What is needed: Transcribe every entry precisely, omitting nothing.

Data for this exercise:
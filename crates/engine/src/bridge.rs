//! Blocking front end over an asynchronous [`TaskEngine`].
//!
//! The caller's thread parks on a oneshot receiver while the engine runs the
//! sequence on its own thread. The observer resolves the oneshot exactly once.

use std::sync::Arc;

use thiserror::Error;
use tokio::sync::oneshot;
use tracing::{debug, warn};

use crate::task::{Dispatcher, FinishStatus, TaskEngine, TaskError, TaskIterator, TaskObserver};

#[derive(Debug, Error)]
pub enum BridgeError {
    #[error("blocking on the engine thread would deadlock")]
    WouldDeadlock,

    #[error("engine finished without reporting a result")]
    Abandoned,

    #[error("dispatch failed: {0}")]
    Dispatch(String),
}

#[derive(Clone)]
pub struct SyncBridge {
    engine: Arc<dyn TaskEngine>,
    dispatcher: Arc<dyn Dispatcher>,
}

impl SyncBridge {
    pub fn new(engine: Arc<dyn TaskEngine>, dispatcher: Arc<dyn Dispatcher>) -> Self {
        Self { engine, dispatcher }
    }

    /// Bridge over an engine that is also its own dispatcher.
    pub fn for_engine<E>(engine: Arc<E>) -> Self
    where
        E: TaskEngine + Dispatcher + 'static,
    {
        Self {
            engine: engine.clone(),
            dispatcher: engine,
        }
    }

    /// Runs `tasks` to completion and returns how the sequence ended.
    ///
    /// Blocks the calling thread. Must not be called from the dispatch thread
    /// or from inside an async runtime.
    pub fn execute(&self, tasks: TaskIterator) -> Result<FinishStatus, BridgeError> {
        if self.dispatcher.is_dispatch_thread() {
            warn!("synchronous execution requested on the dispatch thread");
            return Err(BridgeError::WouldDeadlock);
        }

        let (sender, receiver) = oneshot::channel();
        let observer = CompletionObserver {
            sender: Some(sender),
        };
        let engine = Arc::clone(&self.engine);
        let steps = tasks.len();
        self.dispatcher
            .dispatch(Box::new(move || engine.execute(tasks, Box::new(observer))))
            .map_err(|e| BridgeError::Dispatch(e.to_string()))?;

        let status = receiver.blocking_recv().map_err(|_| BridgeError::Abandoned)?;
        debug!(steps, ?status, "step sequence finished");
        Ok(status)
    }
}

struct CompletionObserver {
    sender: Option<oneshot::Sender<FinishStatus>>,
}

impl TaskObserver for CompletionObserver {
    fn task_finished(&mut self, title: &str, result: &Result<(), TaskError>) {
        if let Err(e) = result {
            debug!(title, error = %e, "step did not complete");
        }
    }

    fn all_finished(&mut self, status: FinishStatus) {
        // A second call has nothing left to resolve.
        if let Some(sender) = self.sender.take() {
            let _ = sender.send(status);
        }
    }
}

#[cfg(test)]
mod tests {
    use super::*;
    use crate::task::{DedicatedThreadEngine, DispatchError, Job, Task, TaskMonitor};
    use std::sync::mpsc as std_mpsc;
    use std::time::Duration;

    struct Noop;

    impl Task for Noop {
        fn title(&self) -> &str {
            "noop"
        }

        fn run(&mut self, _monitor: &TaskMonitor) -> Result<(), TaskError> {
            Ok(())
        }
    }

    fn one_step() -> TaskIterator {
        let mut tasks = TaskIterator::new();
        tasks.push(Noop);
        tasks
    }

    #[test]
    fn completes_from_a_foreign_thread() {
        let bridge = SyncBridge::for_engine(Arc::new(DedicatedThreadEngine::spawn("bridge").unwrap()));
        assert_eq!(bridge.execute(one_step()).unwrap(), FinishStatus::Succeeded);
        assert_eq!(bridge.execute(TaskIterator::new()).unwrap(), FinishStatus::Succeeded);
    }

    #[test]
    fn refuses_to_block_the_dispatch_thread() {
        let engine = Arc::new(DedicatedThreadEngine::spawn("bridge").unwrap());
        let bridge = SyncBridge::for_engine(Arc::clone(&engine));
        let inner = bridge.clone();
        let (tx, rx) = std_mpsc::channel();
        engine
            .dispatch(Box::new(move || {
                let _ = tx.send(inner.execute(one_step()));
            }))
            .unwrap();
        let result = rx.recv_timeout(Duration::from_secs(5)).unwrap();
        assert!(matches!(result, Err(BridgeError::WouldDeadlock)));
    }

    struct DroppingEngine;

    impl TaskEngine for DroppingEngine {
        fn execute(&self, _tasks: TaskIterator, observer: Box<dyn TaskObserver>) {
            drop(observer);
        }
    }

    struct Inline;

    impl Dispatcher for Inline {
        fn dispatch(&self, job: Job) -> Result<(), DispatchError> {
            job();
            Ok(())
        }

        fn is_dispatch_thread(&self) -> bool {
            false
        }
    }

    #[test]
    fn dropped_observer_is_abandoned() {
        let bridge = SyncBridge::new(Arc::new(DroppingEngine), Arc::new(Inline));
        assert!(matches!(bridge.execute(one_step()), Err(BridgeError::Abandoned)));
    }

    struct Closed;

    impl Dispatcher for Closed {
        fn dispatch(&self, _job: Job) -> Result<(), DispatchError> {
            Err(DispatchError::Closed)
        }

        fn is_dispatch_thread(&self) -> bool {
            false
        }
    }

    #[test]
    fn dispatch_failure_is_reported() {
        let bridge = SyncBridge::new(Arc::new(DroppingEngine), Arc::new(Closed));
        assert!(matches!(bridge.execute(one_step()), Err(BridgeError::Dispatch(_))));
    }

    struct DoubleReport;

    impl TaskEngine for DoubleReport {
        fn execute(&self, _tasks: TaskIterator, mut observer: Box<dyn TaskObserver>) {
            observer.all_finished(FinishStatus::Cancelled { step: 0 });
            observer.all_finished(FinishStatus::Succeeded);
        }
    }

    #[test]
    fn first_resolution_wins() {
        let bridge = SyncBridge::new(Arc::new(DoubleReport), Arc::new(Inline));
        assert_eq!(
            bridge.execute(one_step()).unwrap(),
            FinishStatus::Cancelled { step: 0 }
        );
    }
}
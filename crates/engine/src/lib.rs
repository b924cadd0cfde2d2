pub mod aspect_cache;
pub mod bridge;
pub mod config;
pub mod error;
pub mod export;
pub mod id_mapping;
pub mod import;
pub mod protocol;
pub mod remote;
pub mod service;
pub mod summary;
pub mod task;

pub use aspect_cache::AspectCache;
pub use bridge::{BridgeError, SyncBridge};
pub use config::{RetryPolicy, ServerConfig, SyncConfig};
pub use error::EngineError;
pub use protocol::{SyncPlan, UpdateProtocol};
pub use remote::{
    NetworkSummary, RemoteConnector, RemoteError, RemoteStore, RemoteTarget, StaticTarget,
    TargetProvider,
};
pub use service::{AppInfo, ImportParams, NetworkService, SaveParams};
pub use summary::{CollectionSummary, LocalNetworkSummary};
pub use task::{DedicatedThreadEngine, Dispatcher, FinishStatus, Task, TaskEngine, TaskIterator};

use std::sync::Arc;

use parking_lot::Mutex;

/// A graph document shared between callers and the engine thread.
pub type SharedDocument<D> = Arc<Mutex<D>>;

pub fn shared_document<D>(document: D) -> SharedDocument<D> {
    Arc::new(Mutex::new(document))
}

Answer space:
filename crates/engine/src/bridge.rs
//! Blocking front end over an asynchronous [`TaskEngine`].
//!
//! The caller's thread parks on a oneshot receiver while the engine runs the
//! sequence on its own thread. The observer resolves the oneshot exactly once.

use std::sync::Arc;

use thiserror::Error;
use tokio::sync::oneshot;
use tracing::{debug, warn};

use crate::task::{Dispatcher, FinishStatus, TaskEngine, TaskError, TaskIterator, TaskObserver};

#[derive(Debug, Error)]
pub enum BridgeError {
    #[error("blocking on the engine thread would deadlock")]
    WouldDeadlock,

    #[error("engine finished without reporting a result")]
    Abandoned,

    #[error("dispatch failed: {0}")]
    Dispatch(String),
}

#[derive(Clone)]
pub struct SyncBridge {
    engine: Arc<dyn TaskEngine>,
    dispatcher: Arc<dyn Dispatcher>,
}

impl SyncBridge {
    pub fn new(engine: Arc<dyn TaskEngine>, dispatcher: Arc<dyn Dispatcher>) -> Self {
        Self { engine, dispatcher }
    }

    /// Bridge over an engine that is also its own dispatcher.
    pub fn for_engine<E>(engine: Arc<E>) -> Self
    where
        E: TaskEngine + Dispatcher + 'static,
    {
        Self {
            engine: engine.clone(),
            dispatcher: engine,
        }
    }

    /// Runs `tasks` to completion and returns how the sequence ended.
    ///
    /// Blocks the calling thread. Must not be called from the dispatch thread
    /// or from inside an async runtime.
    pub fn execute(&self, tasks: TaskIterator) -> Result<FinishStatus, BridgeError> {
        if self.dispatcher.is_dispatch_thread() {
            warn!("synchronous execution requested on the dispatch thread");
            return Err(BridgeError::WouldDeadlock);
        }

        let (sender, receiver) = oneshot::channel();
        let observer = CompletionObserver {
            sender: Some(sender),
        };
        let engine = Arc::clone(&self.engine);
        let steps = tasks.len();
        self.dispatcher
            .dispatch(Box::new(move || engine.execute(tasks, Box::new(observer))))
            .map_err(|e| BridgeError::Dispatch(e.to_string()))?;

        let status = receiver.blocking_recv().map_err(|_| BridgeError::Abandoned)?;
        debug!(steps, ?status, "step sequence finished");
        Ok(status)
    }
}

struct CompletionObserver {
    sender: Option<oneshot::Sender<FinishStatus>>,
}

impl TaskObserver for CompletionObserver {
    fn task_finished(&mut self, title: &str, result: &Result<(), TaskError>) {
        if let Err(e) = result {
            debug!(title, error = %e, "step did not complete");
        }
    }

    fn all_finished(&mut self, status: FinishStatus) {
        // A second call has nothing left to resolve.
        if let Some(sender) = self.sender.take() {
            let _ = sender.send(status);
        }
    }
}

#[cfg(test)]
mod tests {
    use super::*;
    use crate::task::{DedicatedThreadEngine, DispatchError, Job, Task, TaskMonitor};
    use std::sync::mpsc as std_mpsc;
    use std::time::Duration;

    struct Noop;

    impl Task for Noop {
        fn title(&self) -> &str {
            "noop"
        }

        fn run(&mut self, _monitor: &TaskMonitor) -> Result<(), TaskError> {
            Ok(())
        }
    }

    fn one_step() -> TaskIterator {
        let mut tasks = TaskIterator::new();
        tasks.push(Noop);
        tasks
    }

    #[test]
    fn completes_from_a_foreign_thread() {
        let bridge = SyncBridge::for_engine(Arc::new(DedicatedThreadEngine::spawn("bridge").unwrap()));
        assert_eq!(bridge.execute(one_step()).unwrap(), FinishStatus::Succeeded);
        assert_eq!(bridge.execute(TaskIterator::new()).unwrap(), FinishStatus::Succeeded);
    }

    #[test]
    fn refuses_to_block_the_dispatch_thread() {
        let engine = Arc::new(DedicatedThreadEngine::spawn("bridge").unwrap());
        let bridge = SyncBridge::for_engine(Arc::clone(&engine));
        let inner = bridge.clone();
        let (tx, rx) = std_mpsc::channel();
        engine
            .dispatch(Box::new(move || {
                let _ = tx.send(inner.execute(one_step()));
            }))
            .unwrap();
        let result = rx.recv_timeout(Duration::from_secs(5)).unwrap();
        assert!(matches!(result, Err(BridgeError::WouldDeadlock)));
    }

    struct DroppingEngine;

    impl TaskEngine for DroppingEngine {
        fn execute(&self, _tasks: TaskIterator, observer: Box<dyn TaskObserver>) {
            drop(observer);
        }
    }

    struct Inline;

    impl Dispatcher for Inline {
        fn dispatch(&self, job: Job) -> Result<(), DispatchError> {
            job();
            Ok(())
        }

        fn is_dispatch_thread(&self) -> bool {
            false
        }
    }

    #[test]
    fn dropped_observer_is_abandoned() {
        let bridge = SyncBridge::new(Arc::new(DroppingEngine), Arc::new(Inline));
        assert!(matches!(bridge.execute(one_step()), Err(BridgeError::Abandoned)));
    }

    struct Closed;

    impl Dispatcher for Closed {
        fn dispatch(&self, _job: Job) -> Result<(), DispatchError> {
            Err(DispatchError::Closed)
        }

        fn is_dispatch_thread(&self) -> bool {
            false
        }
    }

    #[test]
    fn dispatch_failure_is_reported() {
        let bridge = SyncBridge::new(Arc::new(DroppingEngine), Arc::new(Closed));
        assert!(matches!(bridge.execute(one_step()), Err(BridgeError::Dispatch(_))));
    }

    struct DoubleReport;

    impl TaskEngine for DoubleReport {
        fn execute(&self, _tasks: TaskIterator, mut observer: Box<dyn TaskObserver>) {
            observer.all_finished(FinishStatus::Cancelled { step: 0 });
            observer.all_finished(FinishStatus::Succeeded);
        }
    }

    #[test]
    fn first_resolution_wins() {
        let bridge = SyncBridge::new(Arc::new(DoubleReport), Arc::new(Inline));
        assert_eq!(
            bridge.execute(one_step()).unwrap(),
            FinishStatus::Cancelled { step: 0 }
        );
    }
}
filename crates/engine/src/lib.rs
repository b924cadd0cfde2d2
pub mod aspect_cache;
pub mod bridge;
pub mod config;
pub mod error;
pub mod export;
pub mod id_mapping;
pub mod import;
pub mod protocol;
pub mod remote;
pub mod service;
pub mod summary;
pub mod task;

pub use aspect_cache::AspectCache;
pub use bridge::{BridgeError, SyncBridge};
pub use config::{RetryPolicy, ServerConfig, SyncConfig};
pub use error::EngineError;
pub use protocol::{SyncPlan, UpdateProtocol};
pub use remote::{
    NetworkSummary, RemoteConnector, RemoteError, RemoteStore, RemoteTarget, StaticTarget,
    TargetProvider,
};
pub use service::{AppInfo, ImportParams, NetworkService, SaveParams};
pub use summary::{CollectionSummary, LocalNetworkSummary};
pub use task::{DedicatedThreadEngine, Dispatcher, FinishStatus, Task, TaskEngine, TaskIterator};

use std::sync::Arc;

use parking_lot::Mutex;

/// A graph document shared between callers and the engine thread.
pub type SharedDocument<D> = Arc<Mutex<D>>;

pub fn shared_document<D>(document: D) -> SharedDocument<D> {
    Arc::new(Mutex::new(document))
}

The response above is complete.